プログラミング教室を選ぶ前に確認したい3つの前提
教室を比較する前に、まず家庭側の状況を整理しておくと、選択の精度が上がります。
子どもの年齢と学習準備度を把握する(対象年齢の目安)
プログラミング教室によって対象年齢は異なります。幼児から受け入れている教室もあれば、小学3年生以上を対象とする教室もあります。低年齢向けの教室では、ビジュアルプログラミング(ブロックを組み合わせる操作)や工作・ロボット制作など、文字入力を必要としない教材が中心になることが多いです。子どもが現在どの程度の集中力・操作スキルを持っているかを踏まえて、対象年齢の設定が合っているかを確認しましょう。
「楽しむこと」を目的にするか「スキル習得」を目的にするかを決める
プログラミング教室に通わせる目的は家庭によって異なります。「まずはプログラミングに親しんでほしい」「将来的にITスキルを身につけてほしい」「論理的思考力を伸ばしたい」など、目的によって向いている教室のタイプが変わります。目的を明確にしておくと、体験授業での確認ポイントも絞りやすくなります。
通学・オンラインどちらが生活スタイルに合うかを検討する
教室への通学が必要か、オンラインで受講できるかも重要な選択肢です。通学型は教室の雰囲気を直接感じられる一方、送迎の負担が生じます。オンライン型は自宅で受講できる利便性がありますが、子どもが自宅で集中できる環境かどうかも考慮が必要です。

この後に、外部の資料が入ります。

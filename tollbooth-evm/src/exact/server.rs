//! Server-side price parsing and requirement enhancement for EVM.

use serde_json::Value;
use tollbooth::amount::parse_price_value;
use tollbooth::proto::{PaymentRequirements, SupportedKind};
use tollbooth::scheme::{AssetAmount, SchemeError, SchemeServer};

use super::SCHEME_EXACT;
use crate::networks::{NetworkConfig, known_networks};

/// Server implementation of the `exact` scheme for EVM networks.
///
/// Converts money-string prices into atomic USDC amounts and injects the
/// EIP-712 domain parameters clients need to sign without an RPC call.
pub struct ExactEvmServer {
    networks: Vec<NetworkConfig>,
}

impl ExactEvmServer {
    /// Creates a server scheme covering the known EVM networks.
    #[must_use]
    pub fn new() -> Self {
        Self {
            networks: known_networks(),
        }
    }

    /// Creates a server scheme with custom network configurations.
    #[must_use]
    pub const fn with_networks(networks: Vec<NetworkConfig>) -> Self {
        Self { networks }
    }

    fn find_network(&self, network: &str) -> Option<&NetworkConfig> {
        self.networks.iter().find(|n| n.network == network)
    }
}

impl Default for ExactEvmServer {
    fn default() -> Self {
        Self::new()
    }
}

impl std::fmt::Debug for ExactEvmServer {
    fn fmt(&self, f: &mut std::fmt::Formatter<'_>) -> std::fmt::Result {
        f.debug_struct("ExactEvmServer")
            .field("networks", &self.networks.len())
            .finish_non_exhaustive()
    }
}

impl SchemeServer for ExactEvmServer {
    fn scheme(&self) -> &str {
        SCHEME_EXACT
    }

    fn parse_price(&self, price: &Value, network: &str) -> Result<AssetAmount, SchemeError> {
        let config = self
            .find_network(network)
            .ok_or_else(|| -> SchemeError { format!("unknown network: {network}").into() })?;
        let asset = config
            .default_asset()
            .ok_or_else(|| -> SchemeError { format!("no default asset for {network}").into() })?;

        let parsed = parse_price_value(price, &format!("{:?}", asset.address), asset.decimals)?;
        Ok(parsed)
    }

    fn enhance_payment_requirements(
        &self,
        mut requirements: PaymentRequirements,
        _supported_kind: &SupportedKind,
        _extensions: &[String],
    ) -> PaymentRequirements {
        let Some(config) = self.find_network(&requirements.network) else {
            return requirements;
        };

        if requirements.asset.is_empty()
            && let Some(default_asset) = config.default_asset()
        {
            requirements.asset = format!("{:?}", default_asset.address);
        }

        let asset_info = requirements
            .asset
            .parse()
            .ok()
            .and_then(|addr| config.find_asset(addr));

        // Inject EIP-712 domain params without clobbering explicit values.
        if let Some(info) = asset_info {
            let extra = requirements
                .extra
                .get_or_insert_with(|| Value::Object(serde_json::Map::new()));
            if let Some(extra) = extra.as_object_mut() {
                extra
                    .entry("name")
                    .or_insert_with(|| Value::String(info.name.to_owned()));
                extra
                    .entry("version")
                    .or_insert_with(|| Value::String(info.version.to_owned()));
            }
        }

        requirements
    }
}

#[cfg(test)]
mod tests {
    use super::*;
    use serde_json::json;

    #[test]
    fn dollar_price_on_base_sepolia() {
        let server = ExactEvmServer::new();
        let parsed = server.parse_price(&json!("$0.001"), "eip155:84532").unwrap();
        assert_eq!(parsed.amount, "1000");
        assert_eq!(parsed.asset, "0x036CbD53842c5426634e7929541eC2318f3dCF7e");
    }

    #[test]
    fn unknown_network_is_an_error() {
        let server = ExactEvmServer::new();
        assert!(server.parse_price(&json!("$1.00"), "eip155:999999").is_err());
    }

    #[test]
    fn enhancement_adds_domain_params() {
        let server = ExactEvmServer::new();
        let requirements = PaymentRequirements {
            scheme: "exact".into(),
            network: "eip155:84532".into(),
            amount: "1000".into(),
            pay_to: "0x1111111111111111111111111111111111111111".into(),
            max_timeout_seconds: 300,
            asset: "0x036CbD53842c5426634e7929541eC2318f3dCF7e".into(),
            extra: None,
        };
        let kind = SupportedKind {
            x402_version: 2,
            scheme: "exact".into(),
            network: "eip155:84532".into(),
            extra: None,
        };

        let enhanced = server.enhance_payment_requirements(requirements, &kind, &[]);
        let extra = enhanced.extra.unwrap();
        assert_eq!(extra["name"], "USDC");
        assert_eq!(extra["version"], "2");
    }

    #[test]
    fn enhancement_preserves_existing_extra() {
        let server = ExactEvmServer::new();
        let requirements = PaymentRequirements {
            scheme: "exact".into(),
            network: "eip155:84532".into(),
            amount: "1000".into(),
            pay_to: "0x1111111111111111111111111111111111111111".into(),
            max_timeout_seconds: 300,
            asset: "0x036CbD53842c5426634e7929541eC2318f3dCF7e".into(),
            extra: Some(json!({"name": "Custom", "other": 1})),
        };
        let kind = SupportedKind {
            x402_version: 2,
            scheme: "exact".into(),
            network: "eip155:84532".into(),
            extra: None,
        };

        let enhanced = server.enhance_payment_requirements(requirements, &kind, &[]);
        let extra = enhanced.extra.unwrap();
        assert_eq!(extra["name"], "Custom");
        assert_eq!(extra["other"], 1);
        assert_eq!(extra["version"], "2");
    }
}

教室によっては通学とオンラインを組み合わせて利用できる場合もあります。
教室選びで確認すべき4つのポイント
前提を整理したうえで、実際に教室を比較する際に確認すべき4つのポイントを解説します。
①指導形式:個別指導と集団指導、それぞれの特徴
プログラミング教室の指導形式は大きく「個別指導」と「集団指導」に分かれます。
個別指導は、講師が子ども一人ひとりの進度や理解度に合わせて指導を進めるスタイルです。自分のペースで学べるため、理解に時間がかかる子どもや、逆に先に進みたい子どもにも対応しやすい特徴があります。わからない点をその場で質問しやすい環境でもあります。
集団指導は、複数の子どもが同じカリキュラムを同時に進めるスタイルです。友達と一緒に学ぶ刺激や、発表・共有の機会が生まれやすい点がメリットです。一方で、進度が合わないと授業についていきにくくなる場合もあります。
子どもが「一人でじっくり取り組むのが好きか」「友達と一緒に活動するのが好きか」という特性を参考に、どちらの形式が向いているかを検討してみてください。
②使用教材:マインクラフト・Scratchなど子どもが親しみやすい教材かどうか
教室で使用する教材・ツールは、子どもの学習意欲に直結します。代表的な教材をいくつか紹介します。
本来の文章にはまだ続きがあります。